Devils and saints wrestle in the mud of bayou country.

Burke returns to Louisiana’s New Iberia Parish and the late 1990s for a tangled tale that confronts private eye Clete Purcel with monsters in the present and spirits from the past.

If only Clete hadn’t taken his Cadillac Eldorado to his old friend Eddy Durbin’s car wash, things would have been fine, or at least no worse than usual. Instead, he looks out his window and sees a trio of lowlifes who’ve broken into the car, dismantling its doors, clearly in a futile search for drugs they think have been stashed there under the aegis of Andy Durbin, Eddy’s kid brother.
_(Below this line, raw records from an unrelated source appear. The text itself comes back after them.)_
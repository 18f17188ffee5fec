use crate::domain::extractor::{extract_page, PageEnd};
use crate::domain::model::{next_month, DateRange, PageKey, WeatherRecord};
use crate::domain::ports::PageFetcher;
use crate::utils::error::{EtlError, Result};

/// Months to fetch for `range`, oldest first.
///
/// The start month is always included. The walk then steps one month at a time from
/// the previous date and stops at the first date on or after `range.end`.
pub fn month_keys(range: &DateRange) -> Result<Vec<PageKey>> {
    let mut keys = Vec::new();
    let mut current = range.start;

    loop {
        keys.push(PageKey::from(current));

        current = next_month(current).ok_or_else(|| EtlError::ProcessingError {
            message: format!("one month after {} is out of range", current),
        })?;
        if current >= range.end {
            break;
        }
    }

    Ok(keys)
}

/// Fetches every month of `range` in order and collects the extracted records.
/// The first fetch or page error aborts the walk.
pub async fn walk_months<F>(fetcher: &F, range: &DateRange) -> Result<Vec<WeatherRecord>>
where
    F: PageFetcher + ?Sized,
{
    let keys = month_keys(range)?;
    tracing::info!(
        "Walking {} month(s) from {} to {}",
        keys.len(),
        range.start,
        range.end
    );

    let mut records = Vec::new();
    for key in keys {
        let table = fetcher.fetch_page(key).await?;
        let page = extract_page(key, &table)?;

        match &page.end {
            PageEnd::TableExhausted => {}
            PageEnd::EmptyDay { row } => {
                tracing::debug!("{}: page ended at row {} (no day number)", key, row)
            }
            PageEnd::MissingObservations { row } => {
                tracing::debug!("{}: page ended at row {} (no readings)", key, row)
            }
            PageEnd::UnmappedDirection { row, label } => tracing::debug!(
                "{}: page ended at row {} (wind direction {:?})",
                key,
                row,
                label
            ),
        }
        tracing::info!("{}: extracted {} record(s)", key, page.records.len());

        records.extend(page.records);
    }

    Ok(records)
}
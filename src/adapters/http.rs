use crate::adapters::html::parse_table;
use crate::config::toml_config::{SourceConfig, StationConfig, TomlConfig};
use crate::domain::model::{PageKey, RawTable};
use crate::domain::ports::PageFetcher;
use crate::utils::error::{EtlError, Result};
use async_trait::async_trait;
use reqwest::Client;
use std::time::Duration;
use url::Url;

/// Fetches `daily_s1.php` pages for one station.
pub struct JmaPageFetcher {
    client: Client,
    endpoint: Url,
    station: StationConfig,
}

impl JmaPageFetcher {
    pub fn new(source: &SourceConfig, station: StationConfig) -> Result<Self> {
        let endpoint = Url::parse(&source.endpoint).map_err(|e| EtlError::InvalidConfigValueError {
            field: "source.endpoint".to_string(),
            value: source.endpoint.clone(),
            reason: format!("Invalid URL format: {}", e),
        })?;

        let mut builder = Client::builder();
        if let Some(timeout) = source.timeout_seconds {
            builder = builder.timeout(Duration::from_secs(timeout));
        }
        if let Some(agent) = &source.user_agent {
            builder = builder.user_agent(agent.clone());
        }

        Ok(Self {
            client: builder.build()?,
            endpoint,
            station,
        })
    }

    pub fn from_config(config: &TomlConfig) -> Result<Self> {
        Self::new(&config.source, config.station.clone())
    }

    /// `<endpoint>?prec_no=..&block_no=..&year=Y&month=M&day=01&view=`
    pub fn page_url(&self, key: PageKey) -> Url {
        let mut url = self.endpoint.clone();
        url.query_pairs_mut()
            .clear()
            .append_pair("prec_no", &self.station.prec_no)
            .append_pair("block_no", &self.station.block_no)
            .append_pair("year", &key.year.to_string())
            .append_pair("month", &key.month.to_string())
            .append_pair("day", "01")
            .append_pair("view", "");
        url
    }
}

#[async_trait]
impl PageFetcher for JmaPageFetcher {
    async fn fetch_page(&self, key: PageKey) -> Result<RawTable> {
        let url = self.page_url(key);
        tracing::debug!("Fetching {}", url);

        let response = self.client.get(url).send().await?;
        tracing::debug!("{}: response status {}", key, response.status());

        let html = response.error_for_status()?.text().await?;
        parse_table(key, &html)
    }
}
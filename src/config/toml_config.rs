use crate::utils::error::{EtlError, Result};
use crate::utils::validation::Validate;
use serde::{Deserialize, Serialize};
use std::path::Path;

/// 設定檔路徑的環境變數
pub const CONFIG_ENV_VAR: &str = "JMA_ETL_CONFIG";

pub const DEFAULT_ENDPOINT: &str = "http://www.data.jma.go.jp/obd/stats/etrn/view/daily_s1.php";
pub const DEFAULT_PREC_NO: &str = "44";
pub const DEFAULT_BLOCK_NO: &str = "47662";

#[derive(Debug, Clone, Default, Serialize, Deserialize)]
#[serde(default)]
pub struct TomlConfig {
    pub source: SourceConfig,
    pub station: StationConfig,
    pub monitoring: MonitoringConfig,
}

#[derive(Debug, Clone, Serialize, Deserialize)]
#[serde(default)]
pub struct SourceConfig {
    pub endpoint: String,
    pub timeout_seconds: Option<u64>,
    pub user_agent: Option<String>,
}

impl Default for SourceConfig {
    fn default() -> Self {
        Self {
            endpoint: DEFAULT_ENDPOINT.to_string(),
            timeout_seconds: None,
            user_agent: None,
        }
    }
}

/// 觀測站識別碼 (府県番号 / 地点番号)
#[derive(Debug, Clone, Serialize, Deserialize)]
#[serde(default)]
pub struct StationConfig {
    pub prec_no: String,
    pub block_no: String,
}

impl Default for StationConfig {
    fn default() -> Self {
        Self {
            prec_no: DEFAULT_PREC_NO.to_string(),
            block_no: DEFAULT_BLOCK_NO.to_string(),
        }
    }
}

#[derive(Debug, Clone, Default, Serialize, Deserialize)]
#[serde(default)]
pub struct MonitoringConfig {
    pub enabled: bool,
    pub log_level: Option<String>,
}

impl TomlConfig {
    /// 從 TOML 檔案載入配置
    pub fn from_file<P: AsRef<Path>>(path: P) -> Result<Self> {
        let content = std::fs::read_to_string(&path).map_err(EtlError::IoError)?;
        Self::from_toml_str(&content)
    }

    /// 從 TOML 字串解析配置
    pub fn from_toml_str(content: &str) -> Result<Self> {
        let processed_content = Self::substitute_env_vars(content)?;

        toml::from_str(&processed_content).map_err(|e| EtlError::ConfigValidationError {
            field: "toml_parsing".to_string(),
            message: format!("TOML parsing error: {}", e),
        })
    }

    /// `JMA_ETL_CONFIG` 有設定時讀取該檔案，否則使用預設值
    pub fn from_env() -> Result<Self> {
        match std::env::var(CONFIG_ENV_VAR) {
            Ok(path) if !path.trim().is_empty() => {
                tracing::debug!("Loading settings from {}", path);
                Self::from_file(path)
            }
            _ => Ok(Self::default()),
        }
    }

    /// 替換環境變數 (例如 ${STATION_BLOCK})
    fn substitute_env_vars(content: &str) -> Result<String> {
        use regex::Regex;
        let re = Regex::new(r"\$\{([^}]+)\}").map_err(|e| EtlError::ConfigError {
            message: format!("invalid substitution pattern: {}", e),
        })?;

        let result = re.replace_all(content, |caps: &regex::Captures| {
            let var_name = &caps[1];
            std::env::var(var_name).unwrap_or_else(|_| format!("${{{}}}", var_name))
        });

        Ok(result.to_string())
    }

    pub fn log_level(&self) -> &str {
        self.monitoring.log_level.as_deref().unwrap_or("info")
    }

    pub fn monitoring_enabled(&self) -> bool {
        self.monitoring.enabled
    }
}

impl Validate for TomlConfig {
    fn validate(&self) -> Result<()> {
        crate::utils::validation::validate_url("source.endpoint", &self.source.endpoint)?;
        crate::utils::validation::validate_non_empty_string(
            "station.prec_no",
            &self.station.prec_no,
        )?;
        crate::utils::validation::validate_non_empty_string(
            "station.block_no",
            &self.station.block_no,
        )?;
        if let Some(timeout) = self.source.timeout_seconds {
            crate::utils::validation::validate_range("source.timeout_seconds", timeout, 1, 3600)?;
        }
        Ok(())
    }
}
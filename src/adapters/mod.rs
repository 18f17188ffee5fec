// Adapters layer: concrete implementations for external systems (JMA site over HTTP, HTML parsing).

pub mod html;
pub mod http;

pub use http::JmaPageFetcher;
As Clete worries about the return of the wrecking crew, and especially of sneering antisemite Baylor Hemmings, a rising star in the New Rising militia, other complications pop up. Clara Bow, Clete’s neighbor, wants him to dig up evidence that will undermine her estranged husband Lauren Bow’s lawsuit against her over the Ponzi scheme they ran, then launches a production of the film Flags on the Bayou, which will sound awfully familiar to Burke’s fans. Winston “Sperm-O” Sellers, the Biloxi bondsman whom pole dancer Gracie Lamar kicked in the mouth when he grabbed at her ankle, is killed. So are ex-KKK auto mechanic Hap Armstrong and Eddy Durbin. Clete’s fight to the death with a heavily tattooed member of the wrecking crew climaxes with his vision of Joan of Arc, who seems to have killed Ink Man with a sniper rifle. The continuing presence of Joan deepens and blurs Clete’s hard-headed first-person voice, making it more and more like the ruminative voice of his old friend Dave Robicheaux, the franchise lead who gracefully settles into a supporting role here.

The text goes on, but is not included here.